Cullman Center Institute for Teachers: Gang Warfare in Central America with Carlos Dada

Event Details

Gang Warfare in Central America with Carlos Dada

This seminar takes place during spring break.

El Salvador is one of the most violent countries in the world.  This seminar will explore connections among the following events:  El Salvador’s civil war between 1980 and 1992; the wartime exodus of families to California; young boys joining gangs in Los Angeles; U.S. deportation of gang members back to El Salvador; the beginning of violent gang warfare in El Salvador. The seminar  will examine photographs, videos, and reportage to explore the causes of this violence and its tragic consequences, particularly for children who fled their native countries last summer seeking haven in the United States.  

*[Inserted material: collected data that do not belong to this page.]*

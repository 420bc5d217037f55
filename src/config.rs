// Copyright (c) 2025 Varshith Gudur. Licensed under AGPLv3.
//! Soil economy constants.
//!
//! These numbers are part of the cross-client contract: two clients that
//! disagree on any of them derive different soil figures from the same log.
//! Bump [`CONTRACT_VERSION`] whenever a value changes.

use std::collections::BTreeMap;

use serde::{Deserialize, Serialize};

use crate::error::KernelResult;
use crate::types::{Environment, Season};

pub const CONTRACT_VERSION: u32 = 1;

/// Used when a season/environment pair is missing from a custom cost table.
/// Never reached with the default table.
pub const FALLBACK_SOIL_COST: u32 = 5;

/// Result used when a harvest carries a result outside 1..=5 ("good").
pub const FALLBACK_RESULT: u8 = 3;

#[derive(Clone, Copy, Debug, PartialEq, Eq, Serialize, Deserialize)]
#[serde(rename_all = "lowercase")]
pub enum WeekStart {
    Monday,
    Sunday,
}

impl WeekStart {
    pub fn weekday(&self) -> chrono::Weekday {
        match self {
            WeekStart::Monday => chrono::Weekday::Mon,
            WeekStart::Sunday => chrono::Weekday::Sun,
        }
    }
}

#[derive(Clone, Debug, PartialEq, Serialize, Deserialize)]
#[serde(rename_all = "camelCase")]
pub struct ResourceConfig {
    pub contract_version: u32,
    pub starting_capacity: f64,
    pub max_capacity: f64,
    /// Exponent `p` of the diminishing factor `(1 - c/max)^p`.
    pub diminishing_exponent: f64,
    pub planting_costs: BTreeMap<Season, BTreeMap<Environment, u32>>,
    pub base_rewards: BTreeMap<Season, f64>,
    pub environment_multipliers: BTreeMap<Environment, f64>,
    /// Keyed by result 1..=5.
    pub result_multipliers: BTreeMap<u8, f64>,
    /// Share of the planting cost handed back when a sprout is uprooted.
    pub uproot_refund_rate: f64,
    pub water_recovery: f64,
    pub sun_recovery: f64,
    pub water_daily_capacity: u32,
    pub sun_weekly_capacity: u32,
    /// Local hour (0-23) at which the daily and weekly allowances reset.
    pub reset_hour: u32,
    pub week_start: WeekStart,
}

impl Default for ResourceConfig {
    fn default() -> Self {
        use Environment::*;
        use Season::*;

        let costs = [
            (TwoWeeks, [2, 3, 4]),
            (OneMonth, [3, 5, 6]),
            (ThreeMonths, [5, 8, 10]),
            (SixMonths, [8, 12, 16]),
            (OneYear, [12, 18, 24]),
        ];
        let planting_costs = costs
            .into_iter()
            .map(|(season, [fertile, firm, barren])| {
                (
                    season,
                    BTreeMap::from([(Fertile, fertile), (Firm, firm), (Barren, barren)]),
                )
            })
            .collect();

        Self {
            contract_version: CONTRACT_VERSION,
            starting_capacity: 10.0,
            max_capacity: 120.0,
            diminishing_exponent: 1.5,
            planting_costs,
            base_rewards: BTreeMap::from([
                (TwoWeeks, 0.26),
                (OneMonth, 0.56),
                (ThreeMonths, 1.95),
                (SixMonths, 4.16),
                (OneYear, 8.84),
            ]),
            environment_multipliers: BTreeMap::from([(Fertile, 1.1), (Firm, 1.75), (Barren, 2.4)]),
            result_multipliers: BTreeMap::from([
                (1, 0.4),
                (2, 0.55),
                (3, 0.7),
                (4, 0.85),
                (5, 1.0),
            ]),
            uproot_refund_rate: 0.25,
            water_recovery: 0.05,
            sun_recovery: 0.35,
            water_daily_capacity: 3,
            sun_weekly_capacity: 1,
            reset_hour: 6,
            week_start: WeekStart::Monday,
        }
    }
}

impl ResourceConfig {
    /// Loads a shared constants file. Missing keys are an error: a partial
    /// contract is worse than none.
    pub fn from_json(json: &str) -> KernelResult<Self> {
        Ok(serde_json::from_str(json)?)
    }

    pub fn to_json_pretty(&self) -> KernelResult<String> {
        Ok(serde_json::to_string_pretty(self)?)
    }
}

Carlos Dada is the founder and editor of El Faro, an online news site based in San Salvador. A Knight Fellow at Stanford in 2005 and a member of the Cabot Prizes Board at Columbia University, Dada has received the Maria Moors Cabot Award and the Internazionale Premio Anna Politkovskaja Award, among other prizes. His journalism has focused on war crimes and impunity. This year at the Cullman Center he is working on a book about the killing of Archbishop Oscar Romero and the death squads in El Salvador in the 1980s.

The deadline to apply to this seminar has passed.